WHAT IS BEING ASKED
Whenever a line in the data contains "Paragraph", show that line.

************

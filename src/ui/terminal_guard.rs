use crossterm::cursor::Show;
use crossterm::event::{
    DisableBracketedPaste, DisableFocusChange, DisableMouseCapture, EnableBracketedPaste,
    EnableFocusChange, EnableMouseCapture,
};
use crossterm::terminal::{
    disable_raw_mode, enable_raw_mode, Clear as TermClear, ClearType, EnterAlternateScreen,
    LeaveAlternateScreen,
};
use crossterm::ExecutableCommand;
use parking_lot::Mutex;
use ratatui::backend::CrosstermBackend;
use ratatui::Terminal;
use std::io::{self, Stdout};
use std::sync::Arc;

type Cleanup = Box<dyn FnOnce() + Send + 'static>;

/// Restores the terminal when dropped, and from the panic hook if the UI
/// loop panics first.
pub struct TerminalGuard {
    cleanup: Arc<Mutex<Option<Cleanup>>>,
}

impl TerminalGuard {
    fn new() -> Self {
        Self {
            cleanup: Arc::new(Mutex::new(None)),
        }
    }

    fn set_cleanup<F: FnOnce() + Send + 'static>(&self, cleanup: F) {
        *self.cleanup.lock() = Some(Box::new(cleanup));
    }

    fn install_panic_hook(&self) {
        let cleanup = Arc::clone(&self.cleanup);
        let default_hook = std::panic::take_hook();
        std::panic::set_hook(Box::new(move |info| {
            if let Some(cleanup) = cleanup.lock().take() {
                cleanup();
            }
            default_hook(info);
        }));
    }

    fn restore(&self) {
        if let Some(cleanup) = self.cleanup.lock().take() {
            cleanup();
        }
    }
}

impl Drop for TerminalGuard {
    fn drop(&mut self) {
        self.restore();
    }
}

pub fn setup_terminal() -> io::Result<(Terminal<CrosstermBackend<Stdout>>, TerminalGuard)> {
    enable_raw_mode()?;
    let mut stdout = io::stdout();
    stdout.execute(EnterAlternateScreen)?;
    stdout.execute(EnableBracketedPaste)?;
    stdout.execute(EnableMouseCapture)?;
    stdout.execute(EnableFocusChange)?;
    stdout.execute(TermClear(ClearType::All))?;

    let backend = CrosstermBackend::new(stdout);
    let terminal = Terminal::new(backend)?;
    let guard = TerminalGuard::new();
    guard.set_cleanup(|| {
        let _ = disable_raw_mode();
        let mut stdout = io::stdout();
        let _ = stdout.execute(DisableFocusChange);
        let _ = stdout.execute(DisableMouseCapture);
        let _ = stdout.execute(DisableBracketedPaste);
        let _ = stdout.execute(LeaveAlternateScreen);
        let _ = stdout.execute(Show);
    });
    guard.install_panic_hook();

    Ok((terminal, guard))
}
//! Horizontal strip of recent searches.
//!
//! The backing list can be swapped at any time with [`HistoryStrip::submit_list`].
//! Activation always resolves to the entry object currently on screen, so a
//! click that lands after a list replacement can never pick up a neighbour.

use ratatui::buffer::Buffer;
use ratatui::layout::{Position, Rect};
use ratatui::style::{Modifier, Style};
use ratatui::text::Line;
use ratatui::widgets::{Block, Borders, Paragraph, Widget};

use crate::movies::MovieSearchResult;
use crate::ui::search::MovieSearchIntent;
use crate::ui::theme::{ACCENT, ACTIVE_HIGHLIGHT, GLOBAL_BORDER, HEADER_TEXT, MUTED_TEXT};

const ITEM_WIDTH: u16 = 22;
const ITEM_GAP: u16 = 1;

#[derive(Debug, Default)]
pub struct HistoryStrip {
    entries: Vec<MovieSearchResult>,
    selected: Option<usize>,
}

impl HistoryStrip {
    pub fn new() -> Self {
        Self::default()
    }

    pub fn entries(&self) -> &[MovieSearchResult] {
        &self.entries
    }

    pub fn is_empty(&self) -> bool {
        self.entries.is_empty()
    }

    /// Replace the list wholesale.
    ///
    /// The selection stays on the same movie id when it is still present,
    /// otherwise it is clamped into the new list.
    pub fn submit_list(&mut self, entries: Vec<MovieSearchResult>) {
        let selected_id = self.selected_entry().map(|entry| entry.id.clone());
        self.entries = entries;

        self.selected = if self.entries.is_empty() {
            None
        } else if let Some(index) = selected_id
            .and_then(|id| self.entries.iter().position(|entry| entry.id == id))
        {
            Some(index)
        } else {
            self.selected.map(|index| index.min(self.entries.len() - 1))
        };
    }

    pub fn selected_entry(&self) -> Option<&MovieSearchResult> {
        self.selected.and_then(|index| self.entries.get(index))
    }

    pub fn select_next(&mut self) {
        if self.entries.is_empty() {
            return;
        }
        self.selected = Some(match self.selected {
            Some(index) if index + 1 < self.entries.len() => index + 1,
            Some(index) => index,
            None => 0,
        });
    }

    pub fn select_previous(&mut self) {
        if self.entries.is_empty() {
            return;
        }
        self.selected = Some(self.selected.map_or(0, |index| index.saturating_sub(1)));
    }

    /// Selection intent for the highlighted entry.
    pub fn activate_selected(&self) -> Option<MovieSearchIntent> {
        self.selected_entry()
            .map(|entry| MovieSearchIntent::RestoreFromHistoryRequested {
                entry: entry.clone(),
            })
    }

    /// Selection intent for the entry drawn at (`col`, `row`), which also
    /// becomes the highlighted entry.
    pub fn activate_at(&mut self, area: Rect, col: u16, row: u16) -> Option<MovieSearchIntent> {
        let entry = self.entry_at(area, col, row)?.clone();
        self.selected = self.entries.iter().position(|candidate| candidate == &entry);
        Some(MovieSearchIntent::RestoreFromHistoryRequested { entry })
    }

    pub fn entry_at(&self, area: Rect, col: u16, row: u16) -> Option<&MovieSearchResult> {
        let position = Position::new(col, row);
        self.item_areas(area)
            .into_iter()
            .find(|(rect, _)| rect.contains(position))
            .map(|(_, entry)| entry)
    }

    /// Screen rectangles of the visible entries, scrolled so the selection
    /// stays in view.
    pub fn item_areas(&self, area: Rect) -> Vec<(Rect, &MovieSearchResult)> {
        if area.width == 0 || area.height == 0 {
            return Vec::new();
        }

        let capacity = ((area.width + ITEM_GAP) / (ITEM_WIDTH + ITEM_GAP)).max(1) as usize;
        let first = match self.selected {
            Some(index) if index >= capacity => index + 1 - capacity,
            _ => 0,
        };

        self.entries
            .iter()
            .enumerate()
            .skip(first)
            .take(capacity)
            .filter_map(|(index, entry)| {
                let offset = (index - first) as u16 * (ITEM_WIDTH + ITEM_GAP);
                let x = area.x.checked_add(offset)?;
                if x >= area.right() {
                    return None;
                }
                let width = ITEM_WIDTH.min(area.right() - x);
                Some((Rect::new(x, area.y, width, area.height), entry))
            })
            .collect()
    }

    pub fn render(&self, area: Rect, buf: &mut Buffer, focused: bool) {
        if self.entries.is_empty() {
            Paragraph::new(Line::styled(
                " No history yet. Activate the poster to add the current movie.",
                Style::default().fg(MUTED_TEXT),
            ))
            .render(area, buf);
            return;
        }

        let selected_id = self.selected_entry().map(|entry| entry.id.as_str());
        for (rect, entry) in self.item_areas(area) {
            let is_selected = focused && selected_id == Some(entry.id.as_str());
            let border_style = if is_selected {
                Style::default().fg(ACCENT)
            } else {
                Style::default().fg(GLOBAL_BORDER)
            };
            let mut text_style = Style::default().fg(HEADER_TEXT);
            if is_selected {
                text_style = text_style.bg(ACTIVE_HIGHLIGHT).add_modifier(Modifier::BOLD);
            }

            let inner_width = rect.width.saturating_sub(2) as usize;
            let lines = vec![
                Line::styled(truncate(&entry.title, inner_width), text_style),
                Line::styled(
                    truncate(&entry.rating_summary(), inner_width),
                    Style::default().fg(MUTED_TEXT),
                ),
            ];

            Paragraph::new(lines)
                .block(
                    Block::default()
                        .borders(Borders::ALL)
                        .border_style(border_style),
                )
                .render(rect, buf);
        }
    }
}

fn truncate(text: &str, width: usize) -> String {
    if text.chars().count() <= width {
        return text.to_string();
    }
    if width == 0 {
        return String::new();
    }
    let mut out: String = text.chars().take(width - 1).collect();
    out.push('…');
    out
}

************

RESPONSE AREA
use ratatui::widgets::{Block, Borders, Paragraph, Widget};
            Paragraph::new(Line::styled(
            Paragraph::new(lines)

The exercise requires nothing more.